Research Topics

The research on this page has been supported by:


  • Hydroelasticity of Rigid and Flexible Surface Piercing Hydrofoils

    Experimental studies of rigid and flexible surface-piercing struts in multi-phase flows.

    Control room of CNR INSEAN Flow Channel

    Surface piercing lifting-bodies, such as hydrofoils, propellers, and control surfaces, are prone to ventilation, cavitation, or a combination of both.
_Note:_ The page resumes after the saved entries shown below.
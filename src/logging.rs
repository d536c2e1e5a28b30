//! Tracing subscriber setup for applications embedding the drivers.
//!
//! The library itself only emits `tracing` events: pool activity at `debug`,
//! retries at `warn`, export stages at `info`. Call `init_tracing` once from
//! the application to print them.
//!
//! The filter comes from `LogConfig::level` when set, then `RUST_LOG`, then
//! `warehouse_drivers=info`.

use serde::{Deserialize, Serialize};
use std::sync::OnceLock;
use tracing_subscriber::{EnvFilter, fmt, layer::SubscriberExt, util::SubscriberInitExt};

static TRACING_INITIALIZED: OnceLock<()> = OnceLock::new();

const DEFAULT_FILTER: &str = "warehouse_drivers=info";

/// Output format for log lines
#[derive(Debug, Clone, Copy, PartialEq, Eq, Default, Serialize, Deserialize)]
#[serde(rename_all = "lowercase")]
pub enum LogFormat {
    #[default]
    Compact,
    Json,
}

impl LogFormat {
    pub fn from_str(s: &str) -> Self {
        if s.trim().eq_ignore_ascii_case("json") {
            Self::Json
        } else {
            Self::Compact
        }
    }
}

#[derive(Debug, Clone, Default, Serialize, Deserialize)]
#[serde(default)]
pub struct LogConfig {
    /// Filter directive such as `debug` or `warehouse_drivers=trace`; "off" disables logging
    pub level: Option<String>,
    pub format: LogFormat,
}

impl LogConfig {
    fn filter(&self) -> EnvFilter {
        match &self.level {
            Some(level) => EnvFilter::try_new(level.to_lowercase())
                .unwrap_or_else(|_| EnvFilter::new(DEFAULT_FILTER)),
            None => EnvFilter::try_from_default_env().unwrap_or_else(|_| EnvFilter::new(DEFAULT_FILTER)),
        }
    }

    fn is_off(&self) -> bool {
        self.level
            .as_deref()
            .is_some_and(|l| l.trim().eq_ignore_ascii_case("off"))
    }
}

/// Install the global subscriber. Only the first call has any effect.
pub fn init_tracing(config: &LogConfig) {
    TRACING_INITIALIZED.get_or_init(|| {
        if config.is_off() {
            return;
        }

        let filter = config.filter();
        let registry = tracing_subscriber::registry().with(filter);

        // Another subscriber may already be installed by the host application
        let _ = match config.format {
            LogFormat::Json => registry
                .with(
                    fmt::layer()
                        .json()
                        .with_target(false)
                        .with_file(true)
                        .with_line_number(true),
                )
                .try_init(),
            LogFormat::Compact => registry
                .with(fmt::layer().compact().with_target(false))
                .try_init(),
        };
    });
}

#[cfg(test)]
mod tests {
    use super::*;

    #[test]
    fn test_log_format_parse() {
        assert_eq!(LogFormat::from_str("JSON"), LogFormat::Json);
        assert_eq!(LogFormat::from_str("compact"), LogFormat::Compact);
        assert_eq!(LogFormat::from_str("whatever"), LogFormat::Compact);
    }

    #[test]
    fn test_off_level() {
        let config = LogConfig {
            level: Some("OFF".to_string()),
            ..LogConfig::default()
        };
        assert!(config.is_off());
        assert!(!LogConfig::default().is_off());
    }

    #[test]
    fn test_init_is_idempotent() {
        let config = LogConfig {
            level: Some("debug".to_string()),
            format: LogFormat::Compact,
        };
        init_tracing(&config);
        init_tracing(&config);
        tracing::debug!("logging initialized twice without panicking");
    }
}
Multi-phase and multi-component flows can dramatically reduce the ability of marine systems to perform as intended, and the physics underpinning ventilation are poorly understood.
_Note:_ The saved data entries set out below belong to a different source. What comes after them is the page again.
/// Build a config from `DB_*` keys resolved through `lookup`.
///
/// Empty values count as unset.
pub fn from_lookup<F>(lookup: F) -> Result<DriverConfig, DriverError>
where
    F: Fn(&str) -> Option<String>,
{
    let env = Env(&lookup);

    let db_type = env.required("DB_TYPE")?;
    let backend = BackendKind::from_str(&db_type)
        .ok_or_else(|| DriverError::Config(format!("unknown DB_TYPE '{}'", db_type)))?;

    let params = match backend {
        BackendKind::Redshift | BackendKind::MongoBi => server_params(&env, backend)?,
        BackendKind::Snowflake => snowflake_params(&env)?,
    };

    let mut config = DriverConfig::new(format!("{}-env", db_type.to_lowercase()), backend, params);

    let mut pool = PoolOptions::default();
    if let Some(max) = env.parsed::<usize>("DB_MAX_POOL")? {
        pool.max_size = max;
    }
    config.pool = pool;
    config.query_timeout_ms = env
        .parsed("DB_QUERY_TIMEOUT_MS")?
        .unwrap_or(DEFAULT_QUERY_TIMEOUT_MS);
    config.export = export_config(&env)?;

    config.validate().map_err(DriverError::Config)?;
    Ok(config)
}

struct Env<'a, F: Fn(&str) -> Option<String>>(&'a F);

impl<F: Fn(&str) -> Option<String>> Env<'_, F> {
    fn get(&self, key: &str) -> Option<String> {
        (self.0)(key)
            .map(|v| v.trim().to_string())
            .filter(|v| !v.is_empty())
    }

    fn required(&self, key: &str) -> Result<String, DriverError> {
        self.get(key)
            .ok_or_else(|| DriverError::Config(format!("{} is required", key)))
    }

    fn parsed<T: FromStr>(&self, key: &str) -> Result<Option<T>, DriverError> {
        self.get(key)
            .map(|v| {
                v.parse::<T>()
                    .map_err(|_| DriverError::Config(format!("{} has an invalid value '{}'", key, v)))
            })
            .transpose()
    }
}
    RS_A15_U3P3_FV_PVC_S_OFF_P1000_146000011

    Additionally, the interaction of hydrodynamics and structural motions possesses a number of challenges not present in classic aeroelastic analyses, including larger viscous effects, multiple phases, and the presence of a free surface.

    The objectives of this research are

    1.  To characterize the hydrodynamic flow regimes and stability of multi-phase flows on surface-piercing hydrofoils.
    2.  To examine the fluid-structure interactions of flexible lifting surfaces in multi-phase flow.
    3.  To execute a pioneering experimental study with new methods and instrumentation, useful for future FSI research.
  • Modeling and Computational Work

    My work in physics-based and reduced-order modeling of physical systems.

    Low-fidelity models can fill a critical gap between costly high-fidelity simulations and purely empirical regressions. I have worked to develop physics-based models that provide reasonable levels of accuracy with minimal computational cost. Semi-theoretical modeling has applications in active control, structural health monitoring, indirect sensing, and informational readouts to pilots/operators.

  • Sensor Development

    Design and testing of low-cost, robust shape-sensing for deformable marine/aerospace structures

    Technologies commonly used to measure the deformations of flexible marine and aerospace structures include accelerometry, gyroscopy, and optical methods (laser vibrometry, digital image correlation, etc… ). These approaches, while useful, do not enable reliable measurements of static and dynamic motions where optical access is limited or where the sensors are not mounted rigidly — as may occur during tests outside of a controlled laboratory setting. Moreover, the sophistication and large expense of optics-based systems discourages their use in harsh environments.

     

    It is the objective of this project to develop a complementary sensor for use in marine, aerospace, and other fields where the static and dynamic deformations of flexible and slender structures must be measured. Using classical theory and inexpensive strain gauges, we have achieved accuracy that matches or exceeds current sensing solutions across an unlimited frequency bandwidth, is field-repairable, runs in real-time, and costs less than 5% the cost of optics-based systems.